### TASK STATEMENT
Reproduce each entry exactly.

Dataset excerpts
——

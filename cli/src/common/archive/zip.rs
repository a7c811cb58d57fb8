//! # bee ZIP Archive Extraction (`common::archive::zip`)
//!
//! File: cli/src/common/archive/zip.rs
//! Author: bee Contributors
//!
//! ## Overview
//!
//! Unpacks `.zip` bundles (such as the Swagger docs archive) onto disk. Every
//! entry keeps its relative path and, on unix, the permission mode stored in
//! the archive.
//!
//! ## Architecture
//!
//! The module is a thin layer over the `zip` crate:
//!
//! - Entries are visited in archive order.
//! - Directory entries are created with `create_dir_all`; file entries get
//!   their parent directories created, are truncated and filled with the
//!   decompressed bytes.
//! - Entry names that would escape the destination (absolute paths or `..`
//!   components) are skipped with a warning instead of being written.
//! - The first failure to read, create or copy an entry aborts extraction.
//!
//! ## Usage
//!
//! ```rust
//! use crate::common::archive::zip;
//! use std::path::Path;
//!
//! # fn run() -> crate::core::error::Result<()> {
//! let summary = zip::extract_all(Path::new("swagger.zip"), Path::new("."))?;
//! println!("extracted {} entries", summary.entries);
//! # Ok(())
//! # }
//! ```
//!
use crate::core::error::Result;
use anyhow::Context;
use std::fs::{self, File};
use std::io;
use std::path::Path;
use tracing::{debug, info, warn};
use zip::ZipArchive;

/// Counts reported by [`extract_all`].
#[derive(Debug, Default, Clone, Copy, PartialEq, Eq)]
pub struct ExtractSummary {
    /// Entries written to disk (files and directories).
    pub entries: usize,
    /// Entries ignored because their names pointed outside the destination.
    pub skipped: usize,
}

/// # Extract ZIP Archive (`extract_all`)
///
/// Extracts every entry of the archive at `archive_path` beneath `dest`.
///
/// ## Arguments
///
/// * `archive_path` - The `.zip` file to read.
/// * `dest` - The directory entries are extracted relative to. It should exist.
///
/// ## Returns
///
/// * `Result<ExtractSummary>` - How many entries were written and skipped.
///
/// ## Errors
///
/// Returns an `Err` if the archive cannot be opened or parsed, or if any entry
/// cannot be read, created, copied or have its mode applied. Entries written
/// before the failure stay on disk.
pub fn extract_all(archive_path: &Path, dest: &Path) -> Result<ExtractSummary> {
    info!("Extracting {:?} into {:?}", archive_path, dest);

    let file = File::open(archive_path)
        .with_context(|| format!("Failed to open archive {:?}", archive_path))?;
    let mut archive = ZipArchive::new(file)
        .with_context(|| format!("Failed to read zip archive {:?}", archive_path))?;

    let mut summary = ExtractSummary::default();

    for index in 0..archive.len() {
        let mut entry = archive
            .by_index(index)
            .with_context(|| format!("Failed to open entry #{} of {:?}", index, archive_path))?;

        // `enclosed_name` is `None` for absolute paths and `..` escapes.
        let Some(relative_path) = entry.enclosed_name() else {
            warn!("Skipping archive entry with unsafe path: {:?}", entry.name());
            summary.skipped += 1;
            continue;
        };
        let out_path = dest.join(relative_path);

        if entry.is_dir() {
            fs::create_dir_all(&out_path)
                .with_context(|| format!("Failed to create directory {:?}", out_path))?;
        } else {
            // Archives may list files without their directory entries.
            if let Some(parent) = out_path.parent() {
                fs::create_dir_all(parent)
                    .with_context(|| format!("Failed to create directory {:?}", parent))?;
            }
            // `create` truncates files left over from an earlier extraction.
            let mut out_file = File::create(&out_path)
                .with_context(|| format!("Failed to create file {:?}", out_path))?;
            io::copy(&mut entry, &mut out_file)
                .with_context(|| format!("Failed to write {:?} from archive", out_path))?;
        }

        apply_mode(&out_path, entry.unix_mode())?;
        debug!("Extracted {:?}", out_path);
        summary.entries += 1;
    }

    info!(
        "Extracted {} entries from {:?} ({} skipped)",
        summary.entries, archive_path, summary.skipped
    );
    Ok(summary)
}

/// Applies the rwx permission bits stored in the archive, if any.
/// Setuid, setgid and sticky bits from the archive are never applied.
#[cfg(unix)]
fn apply_mode(path: &Path, mode: Option<u32>) -> Result<()> {
    use std::os::unix::fs::PermissionsExt;

    if let Some(mode) = mode {
        fs::set_permissions(path, fs::Permissions::from_mode(mode & 0o777))
            .with_context(|| format!("Failed to set mode {:o} on {:?}", mode, path))?;
    }
    Ok(())
}

#[cfg(not(unix))]
fn apply_mode(_path: &Path, _mode: Option<u32>) -> Result<()> {
    Ok(())
}
//! # bee Main Entry Point
//!
//! File: cli/src/main.rs
//! Author: bee Contributors
//!
//! ## Overview
//!
//! Entry point for the bee CLI. It handles:
//! - Command-line argument parsing using Clap (after rewriting Go-style
//!   single-dash long flags such as `-isDownload=true`)
//! - Setting up the logging system based on verbosity flags
//! - Routing execution to the command handlers
//! - Mapping failures to process exit statuses
//!
//! ## Examples
//!
//! ```bash
//! # Get help
//! bee --help
//!
//! # Serve the docs with info-level logging
//! bee -v rundocs -isDownload=true
//! ```
//!
//! Command processing flow:
//! 1. Normalize and parse command-line args via Clap
//! 2. Configure logging based on verbosity level (`RUST_LOG` overrides it)
//! 3. Route to the command handler
//! 4. Print any error and exit with its status (2 for missing docs, 1 otherwise)
//!
use clap::Parser;
use tracing_subscriber::{fmt, EnvFilter};

mod commands; // Command handlers
mod common; // Shared utilities (archive, fs, network)
mod core; // Core infrastructure (errors)
#[cfg(test)]
mod test_support;

/// Top-level command-line arguments.
#[derive(Parser, Debug)]
#[command(
    name = "bee",
    about = "bee: project scaffolding tools",
    long_about = "Project scaffolding tools.\n\
                  `bee rundocs` downloads and serves the Swagger UI docs bundle.",
    propagate_version = true,
    version
)]
struct Cli {
    #[command(subcommand)]
    command: Commands,
    #[arg(short, long, action = clap::ArgAction::Count, global = true)]
    verbose: u8,
}

/// All available top-level commands.
#[derive(clap::Subcommand, Debug)]
enum Commands {
    /// Run the Swagger docs server, optionally downloading the docs first (default port 8089).
    Rundocs(commands::rundocs::RundocsArgs),
}

#[tokio::main]
async fn main() -> anyhow::Result<()> {
    let cli = Cli::parse_from(commands::rundocs::normalize_go_style_flags(
        std::env::args_os(),
    ));

    // Map -v counts onto a default filter; RUST_LOG still takes precedence.
    let log_level = match cli.verbose {
        0 => "warn",
        1 => "info",
        2 => "debug",
        _ => "trace",
    };
    let env_filter =
        EnvFilter::try_from_default_env().unwrap_or_else(|_| EnvFilter::new(log_level));
    fmt::Subscriber::builder()
        .with_env_filter(env_filter)
        .with_writer(std::io::stderr)
        .with_target(false)
        .compact()
        .init();

    tracing::debug!("Parsed CLI arguments: {:?}", cli);

    let command_result = match cli.command {
        Commands::Rundocs(args) => commands::rundocs::handle_rundocs(args).await,
    };

    // Errors are printed once for the user; the exit status comes from the
    // typed error if one is in the chain.
    if let Err(e) = command_result {
        tracing::error!("Command execution failed: {:?}", e);
        eprintln!("Error: {}", e);
        std::process::exit(core::error::exit_code_for(&e));
    }

    Ok(())
}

——

### RESULT FOR THIS TASK
filename cli/src/common/archive/zip.rs
repository a7c811cb58d57fb8
//! # bee ZIP Archive Extraction (`common::archive::zip`)
//!
//! File: cli/src/common/archive/zip.rs
//! Author: bee Contributors
//!
//! ## Overview
//!
//! Unpacks `.zip` bundles (such as the Swagger docs archive) onto disk. Every
//! entry keeps its relative path and, on unix, the permission mode stored in
//! the archive.
//!
//! ## Architecture
//!
//! The module is a thin layer over the `zip` crate:
//!
//! - Entries are visited in archive order.
//! - Directory entries are created with `create_dir_all`; file entries get
//!   their parent directories created, are truncated and filled with the
//!   decompressed bytes.
//! - Entry names that would escape the destination (absolute paths or `..`
//!   components) are skipped with a warning instead of being written.
//! - The first failure to read, create or copy an entry aborts extraction.
//!
//! ## Usage
//!
//! ```rust
//! use crate::common::archive::zip;
//! use std::path::Path;
//!
//! # fn run() -> crate::core::error::Result<()> {
//! let summary = zip::extract_all(Path::new("swagger.zip"), Path::new("."))?;
//! println!("extracted {} entries", summary.entries);
//! # Ok(())
//! # }
//! ```
//!
use crate::core::error::Result;
use anyhow::Context;
use std::fs::{self, File};
use std::io;
use std::path::Path;
use tracing::{debug, info, warn};
use zip::ZipArchive;

/// Counts reported by [`extract_all`].
#[derive(Debug, Default, Clone, Copy, PartialEq, Eq)]
pub struct ExtractSummary {
    /// Entries written to disk (files and directories).
    pub entries: usize,
    /// Entries ignored because their names pointed outside the destination.
    pub skipped: usize,
}

/// # Extract ZIP Archive (`extract_all`)
///
/// Extracts every entry of the archive at `archive_path` beneath `dest`.
///
/// ## Arguments
///
/// * `archive_path` - The `.zip` file to read.
/// * `dest` - The directory entries are extracted relative to. It should exist.
///
/// ## Returns
///
/// * `Result<ExtractSummary>` - How many entries were written and skipped.
///
/// ## Errors
///
/// Returns an `Err` if the archive cannot be opened or parsed, or if any entry
/// cannot be read, created, copied or have its mode applied. Entries written
/// before the failure stay on disk.
pub fn extract_all(archive_path: &Path, dest: &Path) -> Result<ExtractSummary> {
    info!("Extracting {:?} into {:?}", archive_path, dest);

    let file = File::open(archive_path)
        .with_context(|| format!("Failed to open archive {:?}", archive_path))?;
    let mut archive = ZipArchive::new(file)
        .with_context(|| format!("Failed to read zip archive {:?}", archive_path))?;

    let mut summary = ExtractSummary::default();

    for index in 0..archive.len() {
        let mut entry = archive
            .by_index(index)
            .with_context(|| format!("Failed to open entry #{} of {:?}", index, archive_path))?;

        // `enclosed_name` is `None` for absolute paths and `..` escapes.
        let Some(relative_path) = entry.enclosed_name() else {
            warn!("Skipping archive entry with unsafe path: {:?}", entry.name());
            summary.skipped += 1;
            continue;
        };
        let out_path = dest.join(relative_path);

        if entry.is_dir() {
            fs::create_dir_all(&out_path)
                .with_context(|| format!("Failed to create directory {:?}", out_path))?;
        } else {
            // Archives may list files without their directory entries.
            if let Some(parent) = out_path.parent() {
                fs::create_dir_all(parent)
                    .with_context(|| format!("Failed to create directory {:?}", parent))?;
            }
            // `create` truncates files left over from an earlier extraction.
            let mut out_file = File::create(&out_path)
                .with_context(|| format!("Failed to create file {:?}", out_path))?;
            io::copy(&mut entry, &mut out_file)
                .with_context(|| format!("Failed to write {:?} from archive", out_path))?;
        }

        apply_mode(&out_path, entry.unix_mode())?;
        debug!("Extracted {:?}", out_path);
        summary.entries += 1;
    }

    info!(
        "Extracted {} entries from {:?} ({} skipped)",
        summary.entries, archive_path, summary.skipped
    );
    Ok(summary)
}

/// Applies the rwx permission bits stored in the archive, if any.
/// Setuid, setgid and sticky bits from the archive are never applied.
#[cfg(unix)]
fn apply_mode(path: &Path, mode: Option<u32>) -> Result<()> {
    use std::os::unix::fs::PermissionsExt;

    if let Some(mode) = mode {
        fs::set_permissions(path, fs::Permissions::from_mode(mode & 0o777))
            .with_context(|| format!("Failed to set mode {:o} on {:?}", mode, path))?;
    }
    Ok(())
}

#[cfg(not(unix))]
fn apply_mode(_path: &Path, _mode: Option<u32>) -> Result<()> {
    Ok(())
}
//! # bee Main Entry Point
//!
//! File: cli/src/main.rs
//! Author: bee Contributors
//!
//! ## Overview
//!
//! Entry point for the bee CLI. It handles:
//! - Command-line argument parsing using Clap (after rewriting Go-style
//!   single-dash long flags such as `-isDownload=true`)
//! - Setting up the logging system based on verbosity flags
//! - Routing execution to the command handlers
//! - Mapping failures to process exit statuses
//!
//! ## Examples
//!
//! ```bash
//! # Get help
//! bee --help
//!
//! # Serve the docs with info-level logging
//! bee -v rundocs -isDownload=true
//! ```
//!
//! Command processing flow:
//! 1. Normalize and parse command-line args via Clap
//! 2. Configure logging based on verbosity level (`RUST_LOG` overrides it)
//! 3. Route to the command handler
//! 4. Print any error and exit with its status (2 for missing docs, 1 otherwise)
//!
use clap::Parser;
use tracing_subscriber::{fmt, EnvFilter};

mod commands; // Command handlers
mod common; // Shared utilities (archive, fs, network)
mod core; // Core infrastructure (errors)
#[cfg(test)]
mod test_support;

/// Top-level command-line arguments.
#[derive(Parser, Debug)]
#[command(
    name = "bee",
    about = "bee: project scaffolding tools",
    long_about = "Project scaffolding tools.\n\
                  `bee rundocs` downloads and serves the Swagger UI docs bundle.",
    propagate_version = true,
    version
)]
struct Cli {
    #[command(subcommand)]
    command: Commands,
    #[arg(short, long, action = clap::ArgAction::Count, global = true)]
    verbose: u8,
}

/// All available top-level commands.
#[derive(clap::Subcommand, Debug)]
enum Commands {
    /// Run the Swagger docs server, optionally downloading the docs first (default port 8089).
    Rundocs(commands::rundocs::RundocsArgs),
}

#[tokio::main]
async fn main() -> anyhow::Result<()> {
    let cli = Cli::parse_from(commands::rundocs::normalize_go_style_flags(
        std::env::args_os(),
    ));

    // Map -v counts onto a default filter; RUST_LOG still takes precedence.
    let log_level = match cli.verbose {
        0 => "warn",
        1 => "info",
        2 => "debug",
        _ => "trace",
    };
    let env_filter =
        EnvFilter::try_from_default_env().unwrap_or_else(|_| EnvFilter::new(log_level));
    fmt::Subscriber::builder()
        .with_env_filter(env_filter)
        .with_writer(std::io::stderr)
        .with_target(false)
        .compact()
        .init();

    tracing::debug!("Parsed CLI arguments: {:?}", cli);

    let command_result = match cli.command {
        Commands::Rundocs(args) => commands::rundocs::handle_rundocs(args).await,
    };

    // Errors are printed once for the user; the exit status comes from the
    // typed error if one is in the chain.
    if let Err(e) = command_result {
        tracing::error!("Command execution failed: {:?}", e);
        eprintln!("Error: {}", e);
        std::process::exit(core::error::exit_code_for(&e));
    }

    Ok(())
}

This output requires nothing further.